▸ **Problem requirements**
Copy each line of the entries beneath that contains the word "SqliteKvStore".

(Stored data entries)

========

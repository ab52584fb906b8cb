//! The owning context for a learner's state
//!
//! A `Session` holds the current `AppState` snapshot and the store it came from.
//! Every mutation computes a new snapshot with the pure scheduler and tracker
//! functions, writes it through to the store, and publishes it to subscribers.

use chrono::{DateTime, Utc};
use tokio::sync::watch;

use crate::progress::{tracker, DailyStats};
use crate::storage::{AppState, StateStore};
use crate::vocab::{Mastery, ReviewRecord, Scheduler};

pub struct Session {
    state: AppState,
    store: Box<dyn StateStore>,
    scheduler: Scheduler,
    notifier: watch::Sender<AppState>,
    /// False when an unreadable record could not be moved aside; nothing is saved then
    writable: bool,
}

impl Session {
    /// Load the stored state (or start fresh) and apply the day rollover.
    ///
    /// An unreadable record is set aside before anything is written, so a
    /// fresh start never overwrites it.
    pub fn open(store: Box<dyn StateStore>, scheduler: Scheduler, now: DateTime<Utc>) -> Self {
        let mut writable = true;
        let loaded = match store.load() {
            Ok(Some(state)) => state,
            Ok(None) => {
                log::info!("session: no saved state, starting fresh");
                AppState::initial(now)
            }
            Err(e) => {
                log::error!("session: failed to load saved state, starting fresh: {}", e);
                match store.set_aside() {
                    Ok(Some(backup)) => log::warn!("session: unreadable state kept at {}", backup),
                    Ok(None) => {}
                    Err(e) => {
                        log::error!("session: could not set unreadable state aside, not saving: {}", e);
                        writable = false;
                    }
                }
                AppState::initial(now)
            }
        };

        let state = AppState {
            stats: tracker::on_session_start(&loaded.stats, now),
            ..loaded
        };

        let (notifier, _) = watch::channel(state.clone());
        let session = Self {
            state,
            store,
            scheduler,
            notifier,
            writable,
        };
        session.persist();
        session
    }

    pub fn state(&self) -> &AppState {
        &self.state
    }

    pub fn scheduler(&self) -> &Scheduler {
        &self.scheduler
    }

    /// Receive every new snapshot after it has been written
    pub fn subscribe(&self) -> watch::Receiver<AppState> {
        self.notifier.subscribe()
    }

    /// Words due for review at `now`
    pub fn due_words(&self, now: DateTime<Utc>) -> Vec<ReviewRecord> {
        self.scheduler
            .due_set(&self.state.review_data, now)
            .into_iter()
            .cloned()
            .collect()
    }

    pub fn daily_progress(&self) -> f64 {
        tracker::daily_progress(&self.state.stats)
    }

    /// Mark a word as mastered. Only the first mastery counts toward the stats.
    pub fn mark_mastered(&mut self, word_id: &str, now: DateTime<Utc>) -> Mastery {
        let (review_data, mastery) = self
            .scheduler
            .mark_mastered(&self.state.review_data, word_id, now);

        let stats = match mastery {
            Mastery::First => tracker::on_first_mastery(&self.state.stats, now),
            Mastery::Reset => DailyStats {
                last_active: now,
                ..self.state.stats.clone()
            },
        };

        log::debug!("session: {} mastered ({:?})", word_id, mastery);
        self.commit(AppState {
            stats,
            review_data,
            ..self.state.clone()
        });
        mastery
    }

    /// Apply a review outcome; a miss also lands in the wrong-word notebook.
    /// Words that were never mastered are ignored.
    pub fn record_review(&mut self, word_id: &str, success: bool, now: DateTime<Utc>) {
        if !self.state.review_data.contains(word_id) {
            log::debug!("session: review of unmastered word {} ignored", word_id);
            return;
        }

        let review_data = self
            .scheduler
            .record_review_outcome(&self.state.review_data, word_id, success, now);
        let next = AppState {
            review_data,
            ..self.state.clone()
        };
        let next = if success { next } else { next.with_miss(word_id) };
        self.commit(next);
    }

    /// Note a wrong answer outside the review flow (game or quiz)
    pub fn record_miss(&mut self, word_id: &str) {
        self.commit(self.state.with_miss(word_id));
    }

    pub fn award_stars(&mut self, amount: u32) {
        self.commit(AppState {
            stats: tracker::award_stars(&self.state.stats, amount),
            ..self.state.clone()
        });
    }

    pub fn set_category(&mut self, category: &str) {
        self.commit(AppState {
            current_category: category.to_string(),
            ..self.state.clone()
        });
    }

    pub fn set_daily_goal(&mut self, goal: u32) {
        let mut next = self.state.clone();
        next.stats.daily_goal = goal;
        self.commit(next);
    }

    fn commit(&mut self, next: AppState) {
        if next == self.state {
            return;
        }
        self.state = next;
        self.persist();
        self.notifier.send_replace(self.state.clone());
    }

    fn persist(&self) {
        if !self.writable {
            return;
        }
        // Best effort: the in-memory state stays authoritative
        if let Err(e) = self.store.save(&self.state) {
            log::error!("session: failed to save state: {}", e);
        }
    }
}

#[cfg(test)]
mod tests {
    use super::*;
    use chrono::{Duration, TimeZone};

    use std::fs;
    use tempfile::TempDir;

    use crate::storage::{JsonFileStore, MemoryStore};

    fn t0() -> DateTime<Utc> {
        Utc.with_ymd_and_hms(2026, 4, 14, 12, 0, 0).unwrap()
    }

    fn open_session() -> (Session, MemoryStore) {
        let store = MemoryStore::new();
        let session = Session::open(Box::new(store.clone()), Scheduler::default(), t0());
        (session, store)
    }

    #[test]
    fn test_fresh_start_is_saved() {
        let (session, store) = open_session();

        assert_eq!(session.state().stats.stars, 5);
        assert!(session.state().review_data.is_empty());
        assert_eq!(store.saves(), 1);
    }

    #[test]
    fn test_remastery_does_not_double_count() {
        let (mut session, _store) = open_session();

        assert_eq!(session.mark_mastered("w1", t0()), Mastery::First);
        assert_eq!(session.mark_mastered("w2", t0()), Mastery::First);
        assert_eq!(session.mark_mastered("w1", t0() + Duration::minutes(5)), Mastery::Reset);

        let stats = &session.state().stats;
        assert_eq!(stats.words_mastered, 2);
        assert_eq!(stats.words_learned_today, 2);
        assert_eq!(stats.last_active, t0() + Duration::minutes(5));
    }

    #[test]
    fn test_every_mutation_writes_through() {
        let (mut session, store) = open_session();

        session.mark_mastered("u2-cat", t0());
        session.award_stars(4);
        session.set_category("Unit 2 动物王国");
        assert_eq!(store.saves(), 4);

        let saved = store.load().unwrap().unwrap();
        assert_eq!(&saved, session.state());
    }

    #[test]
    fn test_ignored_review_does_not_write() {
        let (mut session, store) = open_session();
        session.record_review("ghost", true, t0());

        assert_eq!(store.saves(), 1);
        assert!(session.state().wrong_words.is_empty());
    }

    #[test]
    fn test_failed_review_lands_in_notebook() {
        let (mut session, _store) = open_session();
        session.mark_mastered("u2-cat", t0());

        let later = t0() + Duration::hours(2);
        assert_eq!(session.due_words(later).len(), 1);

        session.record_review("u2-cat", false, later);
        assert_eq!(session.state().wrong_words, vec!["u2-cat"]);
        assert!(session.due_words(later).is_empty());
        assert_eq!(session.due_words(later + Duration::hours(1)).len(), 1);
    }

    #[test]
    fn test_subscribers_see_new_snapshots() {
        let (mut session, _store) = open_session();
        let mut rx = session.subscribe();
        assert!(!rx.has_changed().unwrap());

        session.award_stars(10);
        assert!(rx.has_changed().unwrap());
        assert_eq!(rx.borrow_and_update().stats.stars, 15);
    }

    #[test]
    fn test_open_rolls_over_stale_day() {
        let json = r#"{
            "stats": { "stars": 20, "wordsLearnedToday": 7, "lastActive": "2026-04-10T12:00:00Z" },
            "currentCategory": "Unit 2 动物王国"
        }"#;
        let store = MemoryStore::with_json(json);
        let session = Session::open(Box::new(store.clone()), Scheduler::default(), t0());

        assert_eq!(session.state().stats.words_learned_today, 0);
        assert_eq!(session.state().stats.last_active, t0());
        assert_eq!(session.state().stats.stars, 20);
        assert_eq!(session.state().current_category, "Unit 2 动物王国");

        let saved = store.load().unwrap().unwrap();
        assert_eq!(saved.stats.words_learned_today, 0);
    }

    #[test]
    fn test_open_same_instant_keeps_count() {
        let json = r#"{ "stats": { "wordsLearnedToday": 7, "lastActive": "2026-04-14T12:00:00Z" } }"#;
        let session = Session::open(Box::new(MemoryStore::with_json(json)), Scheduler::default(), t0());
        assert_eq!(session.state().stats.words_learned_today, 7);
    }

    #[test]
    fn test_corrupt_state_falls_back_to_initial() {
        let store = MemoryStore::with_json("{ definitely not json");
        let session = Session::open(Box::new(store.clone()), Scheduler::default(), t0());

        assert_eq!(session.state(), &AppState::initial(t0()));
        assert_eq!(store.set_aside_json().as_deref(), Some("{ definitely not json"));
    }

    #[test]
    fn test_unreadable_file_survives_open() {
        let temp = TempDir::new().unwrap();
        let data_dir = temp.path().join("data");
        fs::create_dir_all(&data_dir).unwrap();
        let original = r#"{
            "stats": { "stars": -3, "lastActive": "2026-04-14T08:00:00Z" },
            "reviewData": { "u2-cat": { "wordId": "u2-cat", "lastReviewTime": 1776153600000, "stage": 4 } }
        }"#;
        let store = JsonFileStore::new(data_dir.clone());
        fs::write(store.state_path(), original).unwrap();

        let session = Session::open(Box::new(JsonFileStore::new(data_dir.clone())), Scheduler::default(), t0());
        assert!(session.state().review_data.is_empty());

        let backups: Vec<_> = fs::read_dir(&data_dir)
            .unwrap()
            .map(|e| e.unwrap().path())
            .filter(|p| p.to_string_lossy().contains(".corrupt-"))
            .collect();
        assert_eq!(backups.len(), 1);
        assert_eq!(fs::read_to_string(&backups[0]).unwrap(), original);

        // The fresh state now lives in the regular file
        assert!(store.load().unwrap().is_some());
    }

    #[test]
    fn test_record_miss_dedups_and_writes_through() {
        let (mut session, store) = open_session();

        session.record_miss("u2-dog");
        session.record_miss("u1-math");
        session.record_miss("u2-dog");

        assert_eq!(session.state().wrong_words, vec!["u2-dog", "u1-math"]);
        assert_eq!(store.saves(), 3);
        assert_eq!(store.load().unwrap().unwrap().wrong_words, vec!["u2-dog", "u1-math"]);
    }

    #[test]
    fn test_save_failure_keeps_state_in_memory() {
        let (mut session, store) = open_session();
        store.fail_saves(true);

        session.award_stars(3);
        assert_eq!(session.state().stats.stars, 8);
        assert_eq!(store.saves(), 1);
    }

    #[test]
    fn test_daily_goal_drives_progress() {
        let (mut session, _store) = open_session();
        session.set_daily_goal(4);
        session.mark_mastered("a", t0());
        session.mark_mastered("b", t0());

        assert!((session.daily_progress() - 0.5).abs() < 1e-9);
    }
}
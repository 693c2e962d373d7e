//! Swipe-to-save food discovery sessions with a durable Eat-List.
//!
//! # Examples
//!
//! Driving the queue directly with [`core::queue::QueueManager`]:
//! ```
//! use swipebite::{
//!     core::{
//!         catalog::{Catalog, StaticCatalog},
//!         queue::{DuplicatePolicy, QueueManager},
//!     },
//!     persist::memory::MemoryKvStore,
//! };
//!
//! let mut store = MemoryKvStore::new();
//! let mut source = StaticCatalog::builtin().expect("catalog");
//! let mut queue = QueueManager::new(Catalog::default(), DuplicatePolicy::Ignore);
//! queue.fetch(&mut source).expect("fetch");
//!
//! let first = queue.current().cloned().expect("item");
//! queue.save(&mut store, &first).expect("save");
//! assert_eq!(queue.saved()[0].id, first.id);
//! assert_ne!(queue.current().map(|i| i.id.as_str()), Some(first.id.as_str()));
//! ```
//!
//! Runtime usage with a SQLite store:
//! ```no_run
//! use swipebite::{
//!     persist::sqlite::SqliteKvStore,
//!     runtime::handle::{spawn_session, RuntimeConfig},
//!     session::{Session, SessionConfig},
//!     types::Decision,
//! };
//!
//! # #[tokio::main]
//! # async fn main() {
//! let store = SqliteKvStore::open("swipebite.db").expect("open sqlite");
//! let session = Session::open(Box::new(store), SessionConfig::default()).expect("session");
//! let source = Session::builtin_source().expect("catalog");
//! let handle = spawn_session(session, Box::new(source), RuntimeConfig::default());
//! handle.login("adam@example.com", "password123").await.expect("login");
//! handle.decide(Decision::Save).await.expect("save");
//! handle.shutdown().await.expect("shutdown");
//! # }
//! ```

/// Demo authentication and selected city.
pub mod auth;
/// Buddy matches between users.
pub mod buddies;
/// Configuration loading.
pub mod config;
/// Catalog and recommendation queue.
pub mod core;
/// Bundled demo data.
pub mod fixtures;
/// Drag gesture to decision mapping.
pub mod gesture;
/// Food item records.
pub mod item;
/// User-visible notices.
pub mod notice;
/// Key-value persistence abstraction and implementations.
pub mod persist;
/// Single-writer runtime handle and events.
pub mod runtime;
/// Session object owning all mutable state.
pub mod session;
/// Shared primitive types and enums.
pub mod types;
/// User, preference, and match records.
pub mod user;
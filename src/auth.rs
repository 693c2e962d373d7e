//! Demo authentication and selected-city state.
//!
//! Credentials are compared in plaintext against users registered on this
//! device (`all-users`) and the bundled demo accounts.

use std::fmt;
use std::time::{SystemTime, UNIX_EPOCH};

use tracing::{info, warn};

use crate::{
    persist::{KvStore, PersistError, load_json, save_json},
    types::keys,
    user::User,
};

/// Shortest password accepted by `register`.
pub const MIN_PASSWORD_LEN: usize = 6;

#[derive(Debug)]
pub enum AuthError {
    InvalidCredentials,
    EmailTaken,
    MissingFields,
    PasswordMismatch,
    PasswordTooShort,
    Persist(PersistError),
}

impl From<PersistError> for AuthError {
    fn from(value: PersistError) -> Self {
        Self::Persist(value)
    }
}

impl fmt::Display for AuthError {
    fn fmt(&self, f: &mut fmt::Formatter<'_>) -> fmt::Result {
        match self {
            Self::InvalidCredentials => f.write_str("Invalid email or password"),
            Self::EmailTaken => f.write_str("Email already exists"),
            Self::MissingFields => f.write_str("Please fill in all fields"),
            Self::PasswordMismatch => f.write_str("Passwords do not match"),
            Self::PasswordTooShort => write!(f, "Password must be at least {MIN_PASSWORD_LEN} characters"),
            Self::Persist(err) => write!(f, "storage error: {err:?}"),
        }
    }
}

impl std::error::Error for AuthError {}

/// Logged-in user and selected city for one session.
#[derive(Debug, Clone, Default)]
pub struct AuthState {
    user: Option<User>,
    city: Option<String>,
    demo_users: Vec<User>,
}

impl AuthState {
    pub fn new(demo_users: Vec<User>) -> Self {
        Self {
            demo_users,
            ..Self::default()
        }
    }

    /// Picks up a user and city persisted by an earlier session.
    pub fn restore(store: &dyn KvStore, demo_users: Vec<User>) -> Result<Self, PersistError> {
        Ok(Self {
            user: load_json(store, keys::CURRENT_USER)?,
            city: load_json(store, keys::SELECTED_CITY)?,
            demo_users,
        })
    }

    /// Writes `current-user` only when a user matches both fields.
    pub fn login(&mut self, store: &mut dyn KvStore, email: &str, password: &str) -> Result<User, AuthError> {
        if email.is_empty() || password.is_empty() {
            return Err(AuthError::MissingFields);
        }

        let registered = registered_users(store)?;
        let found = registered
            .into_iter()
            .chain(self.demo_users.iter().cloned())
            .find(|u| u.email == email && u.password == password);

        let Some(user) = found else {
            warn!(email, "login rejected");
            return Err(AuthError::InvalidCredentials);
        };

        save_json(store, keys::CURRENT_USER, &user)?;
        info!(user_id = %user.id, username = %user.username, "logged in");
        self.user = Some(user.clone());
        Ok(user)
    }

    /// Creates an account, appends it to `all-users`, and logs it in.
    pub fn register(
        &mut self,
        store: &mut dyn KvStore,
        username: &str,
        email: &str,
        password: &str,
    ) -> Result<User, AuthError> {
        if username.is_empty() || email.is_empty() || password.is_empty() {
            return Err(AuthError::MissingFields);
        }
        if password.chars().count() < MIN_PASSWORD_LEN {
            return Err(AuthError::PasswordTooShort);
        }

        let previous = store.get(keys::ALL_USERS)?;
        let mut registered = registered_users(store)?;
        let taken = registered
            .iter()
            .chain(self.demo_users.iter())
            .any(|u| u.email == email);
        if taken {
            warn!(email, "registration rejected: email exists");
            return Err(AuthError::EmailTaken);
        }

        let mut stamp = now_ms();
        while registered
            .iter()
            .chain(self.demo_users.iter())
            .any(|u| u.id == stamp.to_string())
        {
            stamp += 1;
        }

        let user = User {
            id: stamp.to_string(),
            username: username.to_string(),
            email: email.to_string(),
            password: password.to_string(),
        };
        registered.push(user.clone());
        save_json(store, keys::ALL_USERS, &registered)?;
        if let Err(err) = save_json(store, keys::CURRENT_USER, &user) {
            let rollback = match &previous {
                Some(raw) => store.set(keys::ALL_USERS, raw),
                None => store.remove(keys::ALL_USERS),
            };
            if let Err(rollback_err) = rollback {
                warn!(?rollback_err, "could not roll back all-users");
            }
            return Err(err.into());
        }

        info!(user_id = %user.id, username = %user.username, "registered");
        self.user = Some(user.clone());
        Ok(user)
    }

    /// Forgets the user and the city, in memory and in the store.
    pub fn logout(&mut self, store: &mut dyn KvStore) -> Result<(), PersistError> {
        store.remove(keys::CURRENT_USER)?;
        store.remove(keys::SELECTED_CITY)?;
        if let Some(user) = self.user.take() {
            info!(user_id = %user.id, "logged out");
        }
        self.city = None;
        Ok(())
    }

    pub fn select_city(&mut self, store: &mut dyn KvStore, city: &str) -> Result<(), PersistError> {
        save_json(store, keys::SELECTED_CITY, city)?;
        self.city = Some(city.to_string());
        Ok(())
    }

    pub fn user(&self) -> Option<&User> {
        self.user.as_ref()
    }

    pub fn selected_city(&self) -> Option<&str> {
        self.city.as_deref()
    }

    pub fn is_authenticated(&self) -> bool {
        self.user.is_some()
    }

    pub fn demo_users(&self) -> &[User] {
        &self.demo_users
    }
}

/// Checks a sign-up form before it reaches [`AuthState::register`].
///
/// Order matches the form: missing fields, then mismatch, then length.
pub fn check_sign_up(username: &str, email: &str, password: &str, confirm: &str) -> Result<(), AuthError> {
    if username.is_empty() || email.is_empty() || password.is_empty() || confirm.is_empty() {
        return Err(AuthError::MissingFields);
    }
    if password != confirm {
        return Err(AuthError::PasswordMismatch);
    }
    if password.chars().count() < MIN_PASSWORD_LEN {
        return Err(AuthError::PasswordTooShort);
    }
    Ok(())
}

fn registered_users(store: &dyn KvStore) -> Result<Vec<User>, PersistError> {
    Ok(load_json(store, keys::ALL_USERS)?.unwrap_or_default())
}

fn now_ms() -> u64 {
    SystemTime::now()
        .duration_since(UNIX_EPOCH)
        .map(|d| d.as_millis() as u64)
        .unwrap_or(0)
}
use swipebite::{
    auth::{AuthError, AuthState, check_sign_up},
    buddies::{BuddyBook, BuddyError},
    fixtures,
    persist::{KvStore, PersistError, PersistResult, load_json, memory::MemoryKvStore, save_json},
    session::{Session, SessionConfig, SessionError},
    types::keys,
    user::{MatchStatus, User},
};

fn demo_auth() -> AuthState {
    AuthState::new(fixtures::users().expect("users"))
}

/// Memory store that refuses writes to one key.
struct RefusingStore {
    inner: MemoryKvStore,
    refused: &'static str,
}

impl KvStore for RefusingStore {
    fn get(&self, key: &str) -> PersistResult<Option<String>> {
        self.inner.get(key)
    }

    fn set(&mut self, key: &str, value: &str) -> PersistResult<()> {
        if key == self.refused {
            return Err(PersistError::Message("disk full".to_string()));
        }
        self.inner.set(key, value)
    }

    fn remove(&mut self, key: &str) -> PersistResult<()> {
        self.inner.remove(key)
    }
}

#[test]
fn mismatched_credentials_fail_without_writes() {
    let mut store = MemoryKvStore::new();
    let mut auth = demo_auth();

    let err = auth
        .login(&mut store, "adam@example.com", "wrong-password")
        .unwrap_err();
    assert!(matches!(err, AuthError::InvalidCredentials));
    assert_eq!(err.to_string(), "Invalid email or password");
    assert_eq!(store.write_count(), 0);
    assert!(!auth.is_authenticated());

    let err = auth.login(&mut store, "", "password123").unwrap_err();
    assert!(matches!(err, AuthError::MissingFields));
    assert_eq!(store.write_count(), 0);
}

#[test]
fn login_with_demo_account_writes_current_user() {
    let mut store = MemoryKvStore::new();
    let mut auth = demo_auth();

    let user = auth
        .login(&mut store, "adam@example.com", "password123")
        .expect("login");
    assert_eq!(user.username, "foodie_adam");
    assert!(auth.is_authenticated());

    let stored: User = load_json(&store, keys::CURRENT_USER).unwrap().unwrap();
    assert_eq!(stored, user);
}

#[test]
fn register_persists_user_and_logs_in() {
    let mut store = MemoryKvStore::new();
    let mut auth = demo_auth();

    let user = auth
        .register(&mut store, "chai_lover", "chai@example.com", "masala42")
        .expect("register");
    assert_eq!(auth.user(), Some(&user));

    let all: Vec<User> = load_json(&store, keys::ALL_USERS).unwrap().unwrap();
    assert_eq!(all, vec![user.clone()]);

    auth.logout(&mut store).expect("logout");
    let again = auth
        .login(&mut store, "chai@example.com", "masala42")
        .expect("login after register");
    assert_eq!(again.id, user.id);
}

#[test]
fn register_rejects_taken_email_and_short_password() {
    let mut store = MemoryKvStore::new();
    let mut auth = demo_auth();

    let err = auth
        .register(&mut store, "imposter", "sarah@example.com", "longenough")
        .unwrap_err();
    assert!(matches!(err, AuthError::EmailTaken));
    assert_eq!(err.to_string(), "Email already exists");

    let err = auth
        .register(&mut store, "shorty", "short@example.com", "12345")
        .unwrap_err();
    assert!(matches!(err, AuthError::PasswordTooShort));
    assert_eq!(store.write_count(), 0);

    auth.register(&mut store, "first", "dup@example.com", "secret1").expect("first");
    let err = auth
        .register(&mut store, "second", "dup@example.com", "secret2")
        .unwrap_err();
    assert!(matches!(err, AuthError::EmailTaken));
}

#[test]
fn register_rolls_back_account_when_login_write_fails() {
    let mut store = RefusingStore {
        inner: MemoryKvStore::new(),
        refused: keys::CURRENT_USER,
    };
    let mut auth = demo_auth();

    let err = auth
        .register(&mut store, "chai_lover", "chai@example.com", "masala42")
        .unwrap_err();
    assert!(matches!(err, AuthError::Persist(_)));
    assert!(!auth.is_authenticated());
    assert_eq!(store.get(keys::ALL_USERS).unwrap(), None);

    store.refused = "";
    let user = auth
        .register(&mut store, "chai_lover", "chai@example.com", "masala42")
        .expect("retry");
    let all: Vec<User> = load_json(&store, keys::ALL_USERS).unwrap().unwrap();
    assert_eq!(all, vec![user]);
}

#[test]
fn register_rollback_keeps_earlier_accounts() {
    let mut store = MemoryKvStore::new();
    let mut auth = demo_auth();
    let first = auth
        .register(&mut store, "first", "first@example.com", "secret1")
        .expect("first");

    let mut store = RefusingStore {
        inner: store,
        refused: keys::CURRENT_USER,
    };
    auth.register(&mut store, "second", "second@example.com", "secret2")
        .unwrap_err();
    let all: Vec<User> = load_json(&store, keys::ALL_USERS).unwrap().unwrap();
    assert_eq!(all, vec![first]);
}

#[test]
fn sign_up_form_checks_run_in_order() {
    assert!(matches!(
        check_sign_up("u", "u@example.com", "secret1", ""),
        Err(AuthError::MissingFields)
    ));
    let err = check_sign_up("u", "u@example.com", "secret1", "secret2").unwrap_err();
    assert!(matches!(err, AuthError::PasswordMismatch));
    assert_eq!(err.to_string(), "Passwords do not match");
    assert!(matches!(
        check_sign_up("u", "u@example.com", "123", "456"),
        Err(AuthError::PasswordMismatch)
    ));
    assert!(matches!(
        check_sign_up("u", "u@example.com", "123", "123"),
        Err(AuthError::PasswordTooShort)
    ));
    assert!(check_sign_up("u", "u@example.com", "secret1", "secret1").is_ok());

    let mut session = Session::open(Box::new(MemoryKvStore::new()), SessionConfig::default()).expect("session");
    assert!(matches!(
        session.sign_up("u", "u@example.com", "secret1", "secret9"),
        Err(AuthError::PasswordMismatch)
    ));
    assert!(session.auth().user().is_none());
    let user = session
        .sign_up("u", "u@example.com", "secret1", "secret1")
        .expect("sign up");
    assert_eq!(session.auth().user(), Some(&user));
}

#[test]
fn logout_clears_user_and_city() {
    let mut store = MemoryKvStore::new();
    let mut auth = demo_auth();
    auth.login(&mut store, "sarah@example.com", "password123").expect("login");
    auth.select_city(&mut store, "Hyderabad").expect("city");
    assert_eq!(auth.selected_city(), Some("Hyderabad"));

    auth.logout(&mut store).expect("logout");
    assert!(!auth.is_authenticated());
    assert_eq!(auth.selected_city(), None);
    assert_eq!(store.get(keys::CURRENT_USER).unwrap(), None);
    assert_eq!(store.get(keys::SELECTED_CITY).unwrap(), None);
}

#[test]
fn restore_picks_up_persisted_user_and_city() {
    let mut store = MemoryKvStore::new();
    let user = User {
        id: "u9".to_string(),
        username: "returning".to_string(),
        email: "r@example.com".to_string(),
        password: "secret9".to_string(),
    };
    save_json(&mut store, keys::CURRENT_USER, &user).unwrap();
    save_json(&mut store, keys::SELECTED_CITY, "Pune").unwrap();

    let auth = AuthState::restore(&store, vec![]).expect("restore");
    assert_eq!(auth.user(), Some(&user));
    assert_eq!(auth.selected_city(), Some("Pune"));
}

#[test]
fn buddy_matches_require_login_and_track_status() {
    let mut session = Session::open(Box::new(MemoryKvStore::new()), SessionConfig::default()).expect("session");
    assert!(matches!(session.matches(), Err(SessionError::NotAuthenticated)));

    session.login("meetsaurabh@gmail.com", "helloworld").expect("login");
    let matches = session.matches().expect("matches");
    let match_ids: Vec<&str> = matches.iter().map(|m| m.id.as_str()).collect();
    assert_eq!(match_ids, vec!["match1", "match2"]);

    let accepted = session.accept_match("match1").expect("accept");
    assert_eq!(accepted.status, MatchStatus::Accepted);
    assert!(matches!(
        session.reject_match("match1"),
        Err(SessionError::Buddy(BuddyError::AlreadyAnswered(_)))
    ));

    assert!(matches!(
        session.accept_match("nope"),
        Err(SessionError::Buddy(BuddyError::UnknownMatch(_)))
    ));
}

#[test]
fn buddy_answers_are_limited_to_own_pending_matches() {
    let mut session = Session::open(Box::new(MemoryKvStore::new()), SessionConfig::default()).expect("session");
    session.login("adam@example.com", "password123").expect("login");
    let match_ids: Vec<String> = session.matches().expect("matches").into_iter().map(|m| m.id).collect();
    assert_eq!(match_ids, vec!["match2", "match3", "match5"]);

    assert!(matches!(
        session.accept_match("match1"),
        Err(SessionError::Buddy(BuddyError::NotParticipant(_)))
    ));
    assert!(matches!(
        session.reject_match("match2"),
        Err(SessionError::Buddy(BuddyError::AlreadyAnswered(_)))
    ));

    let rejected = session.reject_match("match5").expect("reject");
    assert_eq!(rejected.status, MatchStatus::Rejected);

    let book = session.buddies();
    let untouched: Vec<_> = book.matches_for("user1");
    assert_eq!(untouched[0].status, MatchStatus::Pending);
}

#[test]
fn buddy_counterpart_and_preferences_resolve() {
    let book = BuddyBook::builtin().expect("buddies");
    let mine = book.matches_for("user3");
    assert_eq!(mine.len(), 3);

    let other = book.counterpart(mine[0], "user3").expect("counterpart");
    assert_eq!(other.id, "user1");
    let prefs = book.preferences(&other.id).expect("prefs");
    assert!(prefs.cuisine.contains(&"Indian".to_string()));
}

========

▸ **Answer**
//!     persist::sqlite::SqliteKvStore,
//! let store = SqliteKvStore::open("swipebite.db").expect("open sqlite");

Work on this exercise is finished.